Your instructions → As the answer, give a copy of each line below that includes the word "EntriesVisitor".

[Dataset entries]
========
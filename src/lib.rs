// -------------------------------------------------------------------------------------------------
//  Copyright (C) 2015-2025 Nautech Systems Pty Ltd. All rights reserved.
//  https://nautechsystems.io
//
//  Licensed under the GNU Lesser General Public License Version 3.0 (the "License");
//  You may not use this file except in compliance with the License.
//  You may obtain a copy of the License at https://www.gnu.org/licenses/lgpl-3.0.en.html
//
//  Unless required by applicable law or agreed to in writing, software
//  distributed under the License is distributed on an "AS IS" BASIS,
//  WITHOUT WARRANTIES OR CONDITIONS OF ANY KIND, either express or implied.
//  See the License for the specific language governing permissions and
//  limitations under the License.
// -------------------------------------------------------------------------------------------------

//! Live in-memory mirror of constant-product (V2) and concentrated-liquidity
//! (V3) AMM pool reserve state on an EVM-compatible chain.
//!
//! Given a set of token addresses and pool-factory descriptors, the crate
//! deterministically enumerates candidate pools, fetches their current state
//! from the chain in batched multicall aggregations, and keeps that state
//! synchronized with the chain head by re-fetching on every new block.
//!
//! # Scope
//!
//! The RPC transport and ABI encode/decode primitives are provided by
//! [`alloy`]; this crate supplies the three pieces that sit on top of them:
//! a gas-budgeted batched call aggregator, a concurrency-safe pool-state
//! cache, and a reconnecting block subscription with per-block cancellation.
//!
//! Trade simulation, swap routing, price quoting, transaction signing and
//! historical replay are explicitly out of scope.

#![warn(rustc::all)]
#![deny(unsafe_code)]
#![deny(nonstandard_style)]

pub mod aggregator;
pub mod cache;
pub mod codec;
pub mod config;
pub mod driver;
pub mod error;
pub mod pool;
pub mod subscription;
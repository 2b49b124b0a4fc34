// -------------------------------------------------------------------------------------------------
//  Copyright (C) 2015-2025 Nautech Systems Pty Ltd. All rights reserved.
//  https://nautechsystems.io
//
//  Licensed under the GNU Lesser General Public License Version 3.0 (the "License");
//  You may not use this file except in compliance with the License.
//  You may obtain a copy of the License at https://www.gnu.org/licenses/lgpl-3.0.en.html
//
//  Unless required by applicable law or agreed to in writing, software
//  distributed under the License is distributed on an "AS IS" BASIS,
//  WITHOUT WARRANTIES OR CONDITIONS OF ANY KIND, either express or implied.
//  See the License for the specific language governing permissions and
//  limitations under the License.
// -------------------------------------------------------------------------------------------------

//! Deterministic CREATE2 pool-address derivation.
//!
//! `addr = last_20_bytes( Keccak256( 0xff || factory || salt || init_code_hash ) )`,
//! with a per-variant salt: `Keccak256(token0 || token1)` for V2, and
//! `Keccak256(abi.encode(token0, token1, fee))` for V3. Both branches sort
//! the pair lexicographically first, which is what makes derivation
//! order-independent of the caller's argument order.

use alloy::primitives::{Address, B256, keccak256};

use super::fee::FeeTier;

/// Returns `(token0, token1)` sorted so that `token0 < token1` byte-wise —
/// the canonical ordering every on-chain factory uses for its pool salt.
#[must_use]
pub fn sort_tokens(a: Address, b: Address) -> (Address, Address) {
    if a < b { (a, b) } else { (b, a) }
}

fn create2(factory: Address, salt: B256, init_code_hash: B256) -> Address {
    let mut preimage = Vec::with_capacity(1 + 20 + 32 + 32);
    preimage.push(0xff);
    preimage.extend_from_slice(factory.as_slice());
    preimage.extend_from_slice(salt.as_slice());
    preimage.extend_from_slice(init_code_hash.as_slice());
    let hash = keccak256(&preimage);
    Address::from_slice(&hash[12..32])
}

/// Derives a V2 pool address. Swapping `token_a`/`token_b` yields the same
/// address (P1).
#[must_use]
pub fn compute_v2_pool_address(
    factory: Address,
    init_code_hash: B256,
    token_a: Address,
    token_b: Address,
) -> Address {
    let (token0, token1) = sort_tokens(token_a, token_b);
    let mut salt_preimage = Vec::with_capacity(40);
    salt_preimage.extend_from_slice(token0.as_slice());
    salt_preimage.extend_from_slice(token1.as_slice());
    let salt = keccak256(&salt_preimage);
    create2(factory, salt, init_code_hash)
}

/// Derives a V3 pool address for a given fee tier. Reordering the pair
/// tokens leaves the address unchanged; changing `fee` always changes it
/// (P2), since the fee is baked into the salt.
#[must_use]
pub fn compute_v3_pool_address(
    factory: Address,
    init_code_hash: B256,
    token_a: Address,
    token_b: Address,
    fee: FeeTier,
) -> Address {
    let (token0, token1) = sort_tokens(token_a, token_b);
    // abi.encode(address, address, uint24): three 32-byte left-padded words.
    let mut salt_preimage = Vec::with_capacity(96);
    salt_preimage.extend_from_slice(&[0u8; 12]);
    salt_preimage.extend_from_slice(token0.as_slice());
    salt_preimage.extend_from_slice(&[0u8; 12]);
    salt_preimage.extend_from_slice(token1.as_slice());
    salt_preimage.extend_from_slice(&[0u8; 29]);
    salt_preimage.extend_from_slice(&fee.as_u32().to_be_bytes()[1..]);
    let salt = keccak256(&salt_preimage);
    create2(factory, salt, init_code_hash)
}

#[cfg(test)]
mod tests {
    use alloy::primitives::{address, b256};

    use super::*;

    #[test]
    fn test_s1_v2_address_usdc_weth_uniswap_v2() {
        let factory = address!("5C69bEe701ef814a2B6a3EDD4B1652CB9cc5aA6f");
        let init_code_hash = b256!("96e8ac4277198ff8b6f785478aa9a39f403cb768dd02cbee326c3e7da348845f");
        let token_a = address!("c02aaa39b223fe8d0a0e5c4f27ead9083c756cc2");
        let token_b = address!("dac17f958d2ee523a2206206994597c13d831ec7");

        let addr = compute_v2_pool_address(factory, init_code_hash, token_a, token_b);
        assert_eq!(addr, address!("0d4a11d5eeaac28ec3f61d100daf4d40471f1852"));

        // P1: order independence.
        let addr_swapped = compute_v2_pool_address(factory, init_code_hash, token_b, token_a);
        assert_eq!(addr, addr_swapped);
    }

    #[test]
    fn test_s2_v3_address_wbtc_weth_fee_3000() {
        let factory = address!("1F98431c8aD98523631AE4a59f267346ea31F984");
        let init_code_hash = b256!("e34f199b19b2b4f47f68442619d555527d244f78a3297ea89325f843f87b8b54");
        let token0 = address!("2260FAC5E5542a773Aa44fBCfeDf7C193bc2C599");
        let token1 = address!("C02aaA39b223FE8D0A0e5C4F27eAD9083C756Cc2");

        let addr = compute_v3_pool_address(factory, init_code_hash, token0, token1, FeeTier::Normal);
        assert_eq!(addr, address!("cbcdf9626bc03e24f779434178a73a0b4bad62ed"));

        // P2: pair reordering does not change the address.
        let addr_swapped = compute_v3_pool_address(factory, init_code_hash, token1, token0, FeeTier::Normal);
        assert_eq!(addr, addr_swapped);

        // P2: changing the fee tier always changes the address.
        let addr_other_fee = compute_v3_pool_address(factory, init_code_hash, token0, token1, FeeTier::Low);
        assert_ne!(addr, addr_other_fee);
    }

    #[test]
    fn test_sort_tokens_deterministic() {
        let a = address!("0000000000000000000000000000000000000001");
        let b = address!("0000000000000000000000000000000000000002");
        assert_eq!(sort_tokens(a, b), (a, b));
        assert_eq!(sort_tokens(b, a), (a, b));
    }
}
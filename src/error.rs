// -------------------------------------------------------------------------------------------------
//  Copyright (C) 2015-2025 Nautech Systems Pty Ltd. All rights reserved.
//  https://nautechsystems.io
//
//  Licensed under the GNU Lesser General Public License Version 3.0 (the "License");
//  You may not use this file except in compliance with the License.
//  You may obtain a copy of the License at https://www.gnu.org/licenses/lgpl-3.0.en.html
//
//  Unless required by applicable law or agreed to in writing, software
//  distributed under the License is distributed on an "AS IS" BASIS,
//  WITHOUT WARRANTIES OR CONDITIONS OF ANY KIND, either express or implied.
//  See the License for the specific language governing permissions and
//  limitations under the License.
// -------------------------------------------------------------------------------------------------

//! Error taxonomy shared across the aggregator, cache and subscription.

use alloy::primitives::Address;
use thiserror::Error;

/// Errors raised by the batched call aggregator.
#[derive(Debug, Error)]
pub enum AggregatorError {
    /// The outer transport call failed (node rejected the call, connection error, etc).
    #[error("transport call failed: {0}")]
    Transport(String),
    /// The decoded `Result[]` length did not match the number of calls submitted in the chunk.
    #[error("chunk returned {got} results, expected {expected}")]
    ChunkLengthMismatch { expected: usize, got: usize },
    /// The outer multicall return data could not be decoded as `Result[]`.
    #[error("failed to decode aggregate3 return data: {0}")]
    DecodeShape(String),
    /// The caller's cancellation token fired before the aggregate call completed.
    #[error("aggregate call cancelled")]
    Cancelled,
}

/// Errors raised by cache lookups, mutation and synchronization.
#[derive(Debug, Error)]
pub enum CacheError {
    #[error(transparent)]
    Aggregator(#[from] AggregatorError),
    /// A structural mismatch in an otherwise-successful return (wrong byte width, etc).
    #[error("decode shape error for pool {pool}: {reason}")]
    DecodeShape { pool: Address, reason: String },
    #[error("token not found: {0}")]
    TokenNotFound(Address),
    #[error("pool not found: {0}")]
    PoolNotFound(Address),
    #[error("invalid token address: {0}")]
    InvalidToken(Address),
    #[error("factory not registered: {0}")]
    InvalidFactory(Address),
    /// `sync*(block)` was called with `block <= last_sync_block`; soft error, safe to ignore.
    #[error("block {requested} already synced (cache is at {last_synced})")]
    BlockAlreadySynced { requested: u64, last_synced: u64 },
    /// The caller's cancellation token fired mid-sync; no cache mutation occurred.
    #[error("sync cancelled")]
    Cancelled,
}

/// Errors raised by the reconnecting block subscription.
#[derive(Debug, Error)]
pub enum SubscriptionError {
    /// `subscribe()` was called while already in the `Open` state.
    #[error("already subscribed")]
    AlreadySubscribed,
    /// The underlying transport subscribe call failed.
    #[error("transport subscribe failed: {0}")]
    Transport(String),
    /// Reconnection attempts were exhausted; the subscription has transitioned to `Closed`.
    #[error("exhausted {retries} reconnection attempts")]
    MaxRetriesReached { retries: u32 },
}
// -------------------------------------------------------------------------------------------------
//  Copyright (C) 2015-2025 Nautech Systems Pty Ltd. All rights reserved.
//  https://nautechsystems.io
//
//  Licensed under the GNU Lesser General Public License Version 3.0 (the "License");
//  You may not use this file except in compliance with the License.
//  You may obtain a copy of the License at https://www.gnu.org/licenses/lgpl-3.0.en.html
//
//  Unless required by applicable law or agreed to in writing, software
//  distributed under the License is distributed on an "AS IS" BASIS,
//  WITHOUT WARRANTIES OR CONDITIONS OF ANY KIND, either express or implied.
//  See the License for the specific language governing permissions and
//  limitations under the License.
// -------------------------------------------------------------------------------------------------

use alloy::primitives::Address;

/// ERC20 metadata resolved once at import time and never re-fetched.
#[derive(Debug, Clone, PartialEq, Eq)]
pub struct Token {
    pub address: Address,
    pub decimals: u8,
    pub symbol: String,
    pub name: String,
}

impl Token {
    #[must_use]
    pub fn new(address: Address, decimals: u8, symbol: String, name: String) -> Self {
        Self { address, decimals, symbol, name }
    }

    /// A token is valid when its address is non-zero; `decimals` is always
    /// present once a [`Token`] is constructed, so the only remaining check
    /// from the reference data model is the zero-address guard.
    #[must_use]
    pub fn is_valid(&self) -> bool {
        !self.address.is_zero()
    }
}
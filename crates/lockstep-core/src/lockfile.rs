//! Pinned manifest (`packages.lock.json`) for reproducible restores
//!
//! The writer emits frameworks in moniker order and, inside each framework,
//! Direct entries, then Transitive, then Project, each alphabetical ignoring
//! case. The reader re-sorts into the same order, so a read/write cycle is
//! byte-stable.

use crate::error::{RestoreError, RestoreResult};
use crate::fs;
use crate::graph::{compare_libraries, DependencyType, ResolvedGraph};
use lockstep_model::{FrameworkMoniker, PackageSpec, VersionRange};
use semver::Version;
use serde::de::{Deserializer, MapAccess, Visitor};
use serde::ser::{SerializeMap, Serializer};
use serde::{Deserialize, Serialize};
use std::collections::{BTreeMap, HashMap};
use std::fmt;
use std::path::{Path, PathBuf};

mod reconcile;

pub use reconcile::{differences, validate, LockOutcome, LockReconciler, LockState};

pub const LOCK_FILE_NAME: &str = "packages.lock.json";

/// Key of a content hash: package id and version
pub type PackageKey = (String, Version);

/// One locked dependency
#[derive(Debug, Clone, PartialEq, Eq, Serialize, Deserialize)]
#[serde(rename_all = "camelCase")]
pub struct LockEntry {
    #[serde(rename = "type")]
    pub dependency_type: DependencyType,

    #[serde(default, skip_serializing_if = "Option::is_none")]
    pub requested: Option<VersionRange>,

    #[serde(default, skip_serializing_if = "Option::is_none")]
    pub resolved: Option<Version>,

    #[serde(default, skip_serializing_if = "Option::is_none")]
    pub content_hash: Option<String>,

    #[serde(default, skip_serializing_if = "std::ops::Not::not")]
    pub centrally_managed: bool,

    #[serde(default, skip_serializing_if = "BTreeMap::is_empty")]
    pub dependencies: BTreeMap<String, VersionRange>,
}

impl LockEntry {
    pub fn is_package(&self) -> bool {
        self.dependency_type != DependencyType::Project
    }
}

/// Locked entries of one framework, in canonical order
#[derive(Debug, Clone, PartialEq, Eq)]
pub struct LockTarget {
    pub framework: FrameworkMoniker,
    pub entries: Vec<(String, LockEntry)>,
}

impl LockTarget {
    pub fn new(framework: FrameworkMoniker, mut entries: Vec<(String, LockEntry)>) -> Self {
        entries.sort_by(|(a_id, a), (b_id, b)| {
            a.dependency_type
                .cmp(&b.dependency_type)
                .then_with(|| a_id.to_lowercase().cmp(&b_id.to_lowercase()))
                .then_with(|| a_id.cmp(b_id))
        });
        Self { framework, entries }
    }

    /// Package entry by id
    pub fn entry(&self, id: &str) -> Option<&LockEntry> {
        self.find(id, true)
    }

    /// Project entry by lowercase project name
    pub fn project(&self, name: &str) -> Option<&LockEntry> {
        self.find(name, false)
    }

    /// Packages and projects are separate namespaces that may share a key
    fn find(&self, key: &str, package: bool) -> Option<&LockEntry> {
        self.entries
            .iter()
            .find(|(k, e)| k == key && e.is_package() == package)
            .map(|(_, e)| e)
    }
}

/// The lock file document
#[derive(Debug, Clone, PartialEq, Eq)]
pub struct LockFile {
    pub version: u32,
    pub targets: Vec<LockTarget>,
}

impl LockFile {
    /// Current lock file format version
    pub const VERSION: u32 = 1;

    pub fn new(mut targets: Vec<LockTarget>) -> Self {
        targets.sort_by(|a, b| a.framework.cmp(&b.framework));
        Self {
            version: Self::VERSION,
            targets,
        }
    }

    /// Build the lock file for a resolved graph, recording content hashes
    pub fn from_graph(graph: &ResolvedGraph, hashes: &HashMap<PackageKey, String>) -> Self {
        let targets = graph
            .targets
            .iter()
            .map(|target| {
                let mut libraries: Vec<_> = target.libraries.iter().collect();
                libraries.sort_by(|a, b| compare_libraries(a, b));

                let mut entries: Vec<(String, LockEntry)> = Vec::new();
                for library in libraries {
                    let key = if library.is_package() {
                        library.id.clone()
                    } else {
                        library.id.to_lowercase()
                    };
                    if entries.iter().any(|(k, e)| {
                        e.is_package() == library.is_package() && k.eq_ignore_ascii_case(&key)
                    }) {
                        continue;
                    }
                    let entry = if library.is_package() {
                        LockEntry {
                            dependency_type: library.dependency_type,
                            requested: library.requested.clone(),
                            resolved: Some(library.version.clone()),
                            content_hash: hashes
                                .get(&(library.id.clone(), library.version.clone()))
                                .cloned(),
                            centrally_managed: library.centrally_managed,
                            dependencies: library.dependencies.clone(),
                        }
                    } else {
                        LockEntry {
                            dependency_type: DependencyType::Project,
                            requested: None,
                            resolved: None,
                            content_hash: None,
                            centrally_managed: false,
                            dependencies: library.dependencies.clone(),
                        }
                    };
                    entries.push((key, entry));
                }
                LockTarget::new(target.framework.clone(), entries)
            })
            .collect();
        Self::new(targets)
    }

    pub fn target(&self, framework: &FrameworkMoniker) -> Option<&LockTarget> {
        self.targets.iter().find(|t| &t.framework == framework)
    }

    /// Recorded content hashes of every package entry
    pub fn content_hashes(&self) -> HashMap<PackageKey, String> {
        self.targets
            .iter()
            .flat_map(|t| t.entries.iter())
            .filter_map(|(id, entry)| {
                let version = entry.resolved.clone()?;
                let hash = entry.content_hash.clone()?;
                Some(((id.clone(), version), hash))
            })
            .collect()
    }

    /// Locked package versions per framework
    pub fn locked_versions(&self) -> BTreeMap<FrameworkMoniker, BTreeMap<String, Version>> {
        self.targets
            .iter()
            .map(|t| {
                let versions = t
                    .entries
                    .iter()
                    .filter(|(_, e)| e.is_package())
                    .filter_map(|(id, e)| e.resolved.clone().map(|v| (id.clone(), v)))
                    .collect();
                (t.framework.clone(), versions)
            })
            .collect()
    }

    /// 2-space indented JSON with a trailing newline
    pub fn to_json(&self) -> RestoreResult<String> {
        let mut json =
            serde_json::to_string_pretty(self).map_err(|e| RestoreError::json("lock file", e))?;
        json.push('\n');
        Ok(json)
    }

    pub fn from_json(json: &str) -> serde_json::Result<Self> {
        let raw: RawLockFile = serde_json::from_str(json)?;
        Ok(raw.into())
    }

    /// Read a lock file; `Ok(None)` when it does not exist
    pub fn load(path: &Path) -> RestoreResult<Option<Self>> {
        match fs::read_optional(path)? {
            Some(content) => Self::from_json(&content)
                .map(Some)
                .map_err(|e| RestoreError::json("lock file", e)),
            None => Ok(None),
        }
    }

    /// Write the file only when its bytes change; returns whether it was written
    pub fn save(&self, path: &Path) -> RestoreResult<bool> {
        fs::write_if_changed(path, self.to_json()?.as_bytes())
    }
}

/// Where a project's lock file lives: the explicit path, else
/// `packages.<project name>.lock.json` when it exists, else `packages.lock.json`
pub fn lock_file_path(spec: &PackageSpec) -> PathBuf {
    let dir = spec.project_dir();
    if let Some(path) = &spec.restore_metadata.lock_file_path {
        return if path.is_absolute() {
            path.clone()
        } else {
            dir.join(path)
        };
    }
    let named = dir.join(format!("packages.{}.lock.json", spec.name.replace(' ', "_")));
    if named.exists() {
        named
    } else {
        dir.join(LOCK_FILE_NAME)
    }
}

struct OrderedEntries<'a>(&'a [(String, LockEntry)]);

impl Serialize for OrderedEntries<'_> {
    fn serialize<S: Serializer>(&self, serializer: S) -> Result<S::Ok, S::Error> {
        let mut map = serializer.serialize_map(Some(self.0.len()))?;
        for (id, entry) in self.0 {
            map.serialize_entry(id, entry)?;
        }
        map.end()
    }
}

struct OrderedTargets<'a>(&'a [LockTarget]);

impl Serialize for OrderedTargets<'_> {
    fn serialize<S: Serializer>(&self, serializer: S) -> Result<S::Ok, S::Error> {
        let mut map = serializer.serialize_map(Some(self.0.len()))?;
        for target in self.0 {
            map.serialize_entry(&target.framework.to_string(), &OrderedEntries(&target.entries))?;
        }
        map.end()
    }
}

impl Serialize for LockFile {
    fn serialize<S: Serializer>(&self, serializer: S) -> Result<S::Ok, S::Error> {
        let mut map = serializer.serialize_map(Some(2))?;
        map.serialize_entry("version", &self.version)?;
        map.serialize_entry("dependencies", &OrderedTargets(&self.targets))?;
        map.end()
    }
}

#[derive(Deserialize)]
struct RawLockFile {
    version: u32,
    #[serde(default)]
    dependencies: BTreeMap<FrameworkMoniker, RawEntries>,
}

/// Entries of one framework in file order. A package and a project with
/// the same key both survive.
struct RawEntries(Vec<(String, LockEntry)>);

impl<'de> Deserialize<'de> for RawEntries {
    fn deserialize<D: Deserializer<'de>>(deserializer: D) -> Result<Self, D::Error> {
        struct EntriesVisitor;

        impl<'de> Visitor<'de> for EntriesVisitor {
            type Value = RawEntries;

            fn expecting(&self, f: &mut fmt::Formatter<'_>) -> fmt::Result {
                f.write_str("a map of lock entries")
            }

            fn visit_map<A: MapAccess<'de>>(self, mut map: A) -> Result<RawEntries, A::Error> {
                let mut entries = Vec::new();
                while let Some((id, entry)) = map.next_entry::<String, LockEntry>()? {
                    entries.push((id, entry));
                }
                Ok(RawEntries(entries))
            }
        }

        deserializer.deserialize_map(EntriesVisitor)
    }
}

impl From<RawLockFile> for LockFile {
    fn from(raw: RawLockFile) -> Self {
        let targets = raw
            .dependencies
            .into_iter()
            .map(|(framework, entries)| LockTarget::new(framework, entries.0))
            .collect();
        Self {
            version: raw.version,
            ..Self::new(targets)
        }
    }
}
========
Your solution →
        struct EntriesVisitor;
        impl<'de> Visitor<'de> for EntriesVisitor {
        deserializer.deserialize_map(EntriesVisitor)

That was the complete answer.